Longues journées de travail, peu de soutien de la part de la hiérarchie, lacunes dans l'organisation, manque de repères, manque de considération: les griefs souvent exprimés par les médecins assistants suisses préoccupent tout autant les «internes» français. Chez nos voisins, les enquêtes menées auprès des jeunes médecins révèlent une charge de travail problématique à bien des égards.
Une
enquête réalisée au printemps par l'association ISNI a révélé que les jeunes médecins hospitaliers travaillent en moyenne 59 heures par semaine. Cette surcharge de travail est directement liée à des problématiques telles que les démissions et le burn-out, tout aussi fréquentes dans l'Hexagone.
Pour mieux comprendre comment les internes français gèrent cette situation, une étude sociopsychologique leur a été consacrée. Les chercheuses en gestion et management Marie Cousineau et Adama Ndiaye ont d'abord mesuré le risque et le taux de burnout de 242 internes d'un groupe hospitalier régional. Elles se sont ensuite intéressées aux jeunes médecins qui ne présentaient aucun signe de surmenage, soit environ la moitié de la population interrogée. Une série d’entretiens a été menée pour explorer leurs stratégies d’adaptation et comprendre comment ils faisaient face aux difficultés.

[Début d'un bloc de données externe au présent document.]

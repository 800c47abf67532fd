//! SQL schema and migration setup for the SQLite backend.
//!
//! Uses `rusqlite_migration` to manage schema migrations via SQLite's
//! `user_version` pragma. Migrations are embedded at compile time via
//! `include_str!`.

use rusqlite::Connection;
use rusqlite_migration::{Migrations, M};

use crate::error::StorageError;

/// All schema migrations, applied in order via `user_version` tracking.
fn migrations() -> Migrations<'static> {
    Migrations::new(vec![
        M::up(include_str!("migrations/001_initial_schema.sql")),
        // Future migrations added here as new M::up(...) entries.
    ])
}

/// Opens (or creates) a SQLite database at `path` with WAL mode, foreign keys,
/// and all pending migrations applied.
pub fn open_database(path: &str) -> Result<Connection, StorageError> {
    let mut conn = Connection::open(path)?;
    configure_and_migrate(&mut conn)?;
    Ok(conn)
}

/// Opens an in-memory SQLite database with foreign keys and all migrations
/// applied.
pub fn open_in_memory() -> Result<Connection, StorageError> {
    let mut conn = Connection::open_in_memory()?;
    configure_and_migrate(&mut conn)?;
    Ok(conn)
}

/// Configures pragmas and applies pending migrations.
fn configure_and_migrate(conn: &mut Connection) -> Result<(), StorageError> {
    conn.pragma_update(None, "journal_mode", "WAL")?;
    conn.pragma_update(None, "synchronous", "NORMAL")?;
    // Cascading enrollment deletes depend on this; SQLite defaults it off.
    conn.pragma_update(None, "foreign_keys", "ON")?;

    migrations()
        .to_latest(conn)
        .map_err(|e| StorageError::Migration(e.to_string()))?;

    Ok(())
}
//! Client registration and management handlers.

use axum::extract::rejection::{JsonRejection, QueryRejection};
use axum::extract::{Path, Query, State};
use axum::http::StatusCode;
use axum::Json;
use carepoint_core::{Client, ClientId, ClientWithEnrollments};

use crate::error::ApiError;
use crate::schema::clients::{ClientSearchQuery, CreateClientRequest, UpdateClientRequest};
use crate::schema::common::ApiResponse;
use crate::state::AppState;

/// Lists clients, filtered by `?search=` when given.
///
/// `GET /clients`
pub async fn list_clients(
    State(state): State<AppState>,
    query: Result<Query<ClientSearchQuery>, QueryRejection>,
) -> Result<Json<ApiResponse<Vec<Client>>>, ApiError> {
    let Query(query) = query?;
    let service = state.service.lock().await;
    let clients = service.list_clients(query.search.as_deref())?;
    Ok(Json(ApiResponse::ok(clients)))
}

/// Registers a new client.
///
/// `POST /clients`
pub async fn create_client(
    State(state): State<AppState>,
    body: Result<Json<CreateClientRequest>, JsonRejection>,
) -> Result<(StatusCode, Json<ApiResponse<Client>>), ApiError> {
    let Json(req) = body?;
    let data = req.validate()?;
    let mut service = state.service.lock().await;
    let client = service.create_client(data)?;
    Ok((
        StatusCode::CREATED,
        Json(ApiResponse::ok_with_message(client, "Client created successfully")),
    ))
}

/// Gets a client with its enrollments and programs.
///
/// `GET /clients/{id}`
pub async fn get_client(
    State(state): State<AppState>,
    Path(id): Path<ClientId>,
) -> Result<Json<ApiResponse<ClientWithEnrollments>>, ApiError> {
    let service = state.service.lock().await;
    Ok(Json(ApiResponse::ok(service.get_client(&id)?)))
}

/// Updates the fields present in the body.
///
/// `PUT /clients/{id}`
pub async fn update_client(
    State(state): State<AppState>,
    Path(id): Path<ClientId>,
    body: Result<Json<UpdateClientRequest>, JsonRejection>,
) -> Result<Json<ApiResponse<Client>>, ApiError> {
    let Json(req) = body?;
    let patch = req.validate()?;
    let mut service = state.service.lock().await;
    let client = service.update_client(&id, patch)?;
    Ok(Json(ApiResponse::ok_with_message(
        client,
        "Client updated successfully",
    )))
}

/// Deletes a client and its enrollments.
///
/// `DELETE /clients/{id}`
pub async fn delete_client(
    State(state): State<AppState>,
    Path(id): Path<ClientId>,
) -> Result<Json<ApiResponse<()>>, ApiError> {
    let mut service = state.service.lock().await;
    service.delete_client(&id)?;
    Ok(Json(ApiResponse::message("Client deleted successfully")))
}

L'analyse d'Adama Ndiaye et de Marie Cousineau a mis en évidence quatre approches principales:
Se concentrer sur l'avenir, «Les projectionnistes». Ces internes trouvent un échappatoire mental en se tournant vers l’avenir, en envisageant par exemple un projet professionnel ou personnel. Certains mentionnent des séjours à l’étranger ou des perspectives après la fin de leur formation.
L’un d’entre eux explique: «Si j’arrive à ne pas être en souffrance, c’est parce que j’ai mon activité personnelle en médecine chinoise qui me donne un élan. J’ai des projets pour l’avenir, je suis déjà ouvert sur la suite.»
Les «conformistes». Malgré les difficultés éprouvées, ces internes considèrent leurs conditions de travail comme normales, voire comme nécessaires à leur progression. Pour eux, les journées de travail prolongées constituent un atout, puisqu'elles offrent une excellente opportunité de formation. Ils ne remettent pas le système en question.
Ainsi, un des participants témoigne: «Il n’y a jamais des moments où je me dis « mon dieu, j’ai trop de trucs à faire, je ne vais pas y arriver, je suis débordé par le travail », là ça ne m’arrive plus maintenant, ça m’est arrivé. J’arrive plus facilement à gérer plus de choses. Dans l’internat, il y a une courbe de progression. Il y a un moment où on ne sait pas. L’expérience venant, les choses se répétant c’est relativement un peu tout le temps pareil. On sait plus facilement vers quoi s’orienter, les gestes, on les fait plus vite, on a plus d’assurance, on se pose moins de questions.»
Les «internes» sont, dans le système médical français, équivalents aux médecins assistant.e.s de notre pays: Ils se situent à un niveau de formation qui suit la fin de la sixième année d'études et dure de trois à cinq ans.
«Les autoconnaisseurs», ou l'optimisation de soi. Ces internes voient dans la pratique de la médecine un moyen de mieux connaître leurs limites. Ils abordent les difficultés non pas comme un obstacle, mais comme un moyen de se développer et de se distinguer de leurs collègues. Ils peuvent par exemple chercher à se perfectionner dans un domaine afin d'aider et d'épauler les autres.
L’un d’eux confie: «Je pense que je suis assez utile parce que mon parcours atypique est une force extraordinaire que j’ai sous-estimée au début. Je n’ai pas les mêmes connaissances que les autres médecins, notamment en statistiques, donc je peux donner des conseils que même les chefs ne pourraient pas.»
Les «challengers». Ces internes adoptent une approche ludique de leur formation, transformant chaque journée en une série de défis.
Un des paricipants déclare: «Pour moi les urgences, c’est une sorte de jeu. Tous les jours je viens, un patient arrive qu’est-ce qu’il a ? Il faut que je trouve, c’est mon petit jeu ! Qu’ils ne disent pas merci derrière je m’en fiche, chaque patient c’est une épreuve pour moi de tester mes connaissances et de m’améliorer. Je deviens un meilleur médecin chaque jour. Ça me plaît et ça me suffit largement.»
Pour Marie Cousineau et Adama Ndiaye, ce modèle met en lumière plusieurs stratégies de résilience qui peuvent apporter des repères aux jeunes médecins : «Cette typologie montre que la connaissance de soi est une alliée qui permet d’adopter des stratégies pour faire face aux difficultés du terrain.» Avant d'ajouter: «Cette aptitude est une protection mentale permettant de gérer ses efforts et sa relation au travail.»